Creo que moriré sin entender la falta de sentido común frente a la convivencia. Si algo me puede (“me puede”, qué hermosa expresión popular para decir “me preocupa”) en este sentido, es ver el desdén olímpico con el que tratamos a los ciudadanos con los que convivimos. En casi todo se manifiesta una irrespetuosidad digna de horror, como el desdén del joven telefonista de Simas que simplemente me mandó al carajo en un momento en el que cualquier ciudadano se siente agraviado (por el robo) y en apuros (por la falta de agua). En vez de tranquilizarme, respondió fulminante, imperativo: “Póngala directa”. Así que enfatizo: en casi todos lados vemos esa falta de sentido común para comportarnos frente al otro.
No vivo en una colonia cerrada y todos los malditos días soy testigo y víctima de infamias-hormiga: los paseantes mañaneros que sacan a sus perros y con toda tranquilidad permiten que se caguen en mi vapuleado jardincito; los transeúntes anónimos que sin empacho dejan bolsas de basura en mi canasta de la ídem; los repartidores de publicidad que me dejan cinco anuncios con la misma oferta. Eso por mencionar sólo a los que deambulan fuera de la casa. Más allá, todo empeora. Los gestos de nula urbanidad se multiplican como chancros a medida que uno recorre la ciudad y no hay pastillas de Dalai que sean capaces de calmar la rabia ante lo que se puede ver por todas partes.
Sin autopiropos, simplemente porque soy conciente de algunas reglas básicas para convivir en la urbe, puedo afirmar que no tiro chicles en las calles, no tengo mascotas y por lo tanto no recojo sus heces, no tiro basura en el espacio público, cuido el agua, uso cinturón de seguridad, respeto al peatón y los señalamientos viales, no conduzco ebrio, cuido el mobiliario urbano, no grafiteo, respeto los lugares reservados para personas con discapacidad, mujeres libres de violencia sexual en el transporte y vía pública. ¿Esto significa que soy buen ciudadano?

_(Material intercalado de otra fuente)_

//! Round-robin rotation engine.
//!
//! # Algorithm
//!
//! 1. Filter presenters to the target shift and drop inactive entities.
//! 2. Resolve the table subset in rotation ([`capacity`](super::capacity)).
//! 3. For presenter `i` at slot `s`, compute `position = (i + s) mod C`
//!    where `C = tables-in-rotation + 1`. Positions below the table count
//!    map to that table; the last position is the break.
//!
//! Over any `C` consecutive slots each presenter visits every table
//! position exactly once and takes exactly one break, and for a fixed slot
//! no two presenters land on the same table as long as the presenter count
//! does not exceed `C`. With more than `C` presenters the mapping is no
//! longer injective per slot and presenters share tables; the engine keeps
//! that behavior rather than guessing an overflow policy (see
//! `test_overflow_presenters_share_tables`).
//!
//! # Complexity
//! O(presenters × slots); pure, no state across calls.

use thiserror::Error;

use crate::models::{
    Assignment, DailySchedule, Presenter, RotationSlot, Shift, ShiftSchedule, Table,
};

use super::capacity::{self, CapacityPolicy};
use super::slots;

/// Failure to generate a rotation for one shift.
#[derive(Debug, Clone, PartialEq, Eq, Error)]
pub enum RotationError {
    /// Strict policy: fewer eligible presenters than active tables.
    #[error("not enough presenters for the {shift} shift: need at least {required}, have {available}")]
    InsufficientPresenters {
        /// Shift that could not be staffed.
        shift: Shift,
        /// Active table count for the shift.
        required: usize,
        /// Eligible presenter count.
        available: usize,
    },
}

/// Per-shift results of one daily generation.
///
/// Every shift is attempted independently, so a strict-mode failure in one
/// shift neither blocks the other two nor masquerades as an empty grid.
#[derive(Debug, Clone, PartialEq)]
pub struct DailyOutcome {
    /// Morning shift result.
    pub morning: Result<ShiftSchedule, RotationError>,
    /// Afternoon shift result.
    pub afternoon: Result<ShiftSchedule, RotationError>,
    /// Night shift result.
    pub night: Result<ShiftSchedule, RotationError>,
}

impl DailyOutcome {
    /// Returns the result for a given shift.
    pub fn get(&self, shift: Shift) -> &Result<ShiftSchedule, RotationError> {
        match shift {
            Shift::Morning => &self.morning,
            Shift::Afternoon => &self.afternoon,
            Shift::Night => &self.night,
        }
    }

    /// Whether every shift generated a schedule.
    pub fn is_complete(&self) -> bool {
        self.morning.is_ok() && self.afternoon.is_ok() && self.night.is_ok()
    }

    /// Collapses into a [`DailySchedule`], surfacing the first failure.
    ///
    /// Infallible under [`CapacityPolicy::Graceful`].
    pub fn into_schedule(self) -> Result<DailySchedule, RotationError> {
        Ok(DailySchedule {
            morning: self.morning?,
            afternoon: self.afternoon?,
            night: self.night?,
        })
    }
}

/// Generates rotation timetables for shifts.
///
/// The scheduler is a pure value: it holds only the capacity policy, reads
/// its inputs as an immutable snapshot, and allocates fresh output per
/// call. Identical inputs always produce identical grids.
///
/// # Example
///
/// ```
/// use casino_rotation::models::{Presenter, Shift, Table};
/// use casino_rotation::scheduler::RotationScheduler;
///
/// let presenters = vec![
///     Presenter::new("P1", Shift::Morning).with_name("John"),
///     Presenter::new("P2", Shift::Morning).with_name("Jane"),
/// ];
/// let tables = vec![Table::new("T1", 1).with_name("Blackjack")];
///
/// let schedule = RotationScheduler::new()
///     .shift_schedule(&presenters, &tables, Shift::Morning)
///     .unwrap();
/// assert_eq!(schedule.presenter_count(), 2);
/// ```
#[derive(Debug, Clone, Default)]
pub struct RotationScheduler {
    policy: CapacityPolicy,
}

impl RotationScheduler {
    /// Creates a scheduler with the graceful capacity policy.
    pub fn new() -> Self {
        Self::default()
    }

    /// Sets the capacity policy.
    pub fn with_policy(mut self, policy: CapacityPolicy) -> Self {
        self.policy = policy;
        self
    }

    /// Generates the rotation grid for one shift.
    ///
    /// Presenters not on `shift` and inactive presenters/tables are
    /// ignored. Zero eligible presenters or zero active tables yields an
    /// empty schedule, never an error. Under [`CapacityPolicy::Strict`] a
    /// non-zero presenter count below the active table count is refused.
    pub fn shift_schedule(
        &self,
        presenters: &[Presenter],
        tables: &[Table],
        shift: Shift,
    ) -> Result<ShiftSchedule, RotationError> {
        let on_shift: Vec<&Presenter> =
            presenters.iter().filter(|p| p.is_on_shift(shift)).collect();
        let active_tables: Vec<Table> = tables.iter().filter(|t| t.active).cloned().collect();

        if on_shift.is_empty() || active_tables.is_empty() {
            log::debug!("no eligible presenters or tables for {shift} shift");
            return Ok(ShiftSchedule::new());
        }

        if self.policy == CapacityPolicy::Strict && on_shift.len() < active_tables.len() {
            return Err(RotationError::InsufficientPresenters {
                shift,
                required: active_tables.len(),
                available: on_shift.len(),
            });
        }

        let rotation = capacity::tables_in_rotation(on_shift.len(), &active_tables);
        let cycle = rotation.len() + 1;
        let starts = slots::shift_slots(shift);

        let mut rows = Vec::with_capacity(on_shift.len());
        for (i, presenter) in on_shift.iter().enumerate() {
            let mut row = Vec::with_capacity(starts.len());
            for (s, &start) in starts.iter().enumerate() {
                let position = (i + s) % cycle;
                let assignment = match rotation.get(position) {
                    Some(table) => Assignment::Table(table.number),
                    None => Assignment::Break,
                };
                row.push(RotationSlot {
                    time: start,
                    end_time: slots::slot_end(start),
                    presenter_id: presenter.id.clone(),
                    presenter_name: presenter.name.clone(),
                    assignment,
                });
            }
            rows.push(row);
        }

        Ok(ShiftSchedule::from_rows(rows))
    }

    /// Generates all three shifts of one day, each independently.
    pub fn daily_schedule(&self, presenters: &[Presenter], tables: &[Table]) -> DailyOutcome {
        DailyOutcome {
            morning: self.shift_schedule(presenters, tables, Shift::Morning),
            afternoon: self.shift_schedule(presenters, tables, Shift::Afternoon),
            night: self.shift_schedule(presenters, tables, Shift::Night),
        }
    }
}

Creo que para serlo hace falta una escalera más grande y otra chiquita, pero según el decálogo de ciudadanía propuesto por el Gobierno del Distrito Federal, quien acata los diez flamantes mandamientos de la ley de Marcelo está en posición de tenerse por buen ciudadano.
Atender el decálogo me parece lo más simple que uno puede hacer en la ciudad, pero asombrosamente hay, como digo, miles de ciudadanos a los que les importa un pito alguno o varios ítems de tabla marcelina. Por eso subrayo el poco o nulo sentido común de los vecinos que, por ejemplo, tienen uno o hasta dos o tres perros y los sacan a pasear/mear/cagar sin importar qué suelo infesten. O la poquísima madre de algún campechano caminante que va engullendo unas papitas y cuando termina simplemente arroja el celofán a cualquier parte.
No tirar el chicle en las calles; recoger las heces de las mascotas; no tirar basura en el espacio público; cuidar el agua; usar el cinturón de seguridad; respetar al peatón y los señalamientos viales; no conducir en estado de ebriedad; cuidar el mobiliario urbano; no pintar ni grafitear lugares públicos y privados; espetar espacios reservados para personas con discapacidad, ancianos o mujeres con niños. Tal es el decálogo propuesto a los ciudadanos del DF. Parece poco, pero si lo acatáramos tal vez gozaríamos, como dice Spota, casi el paraíso.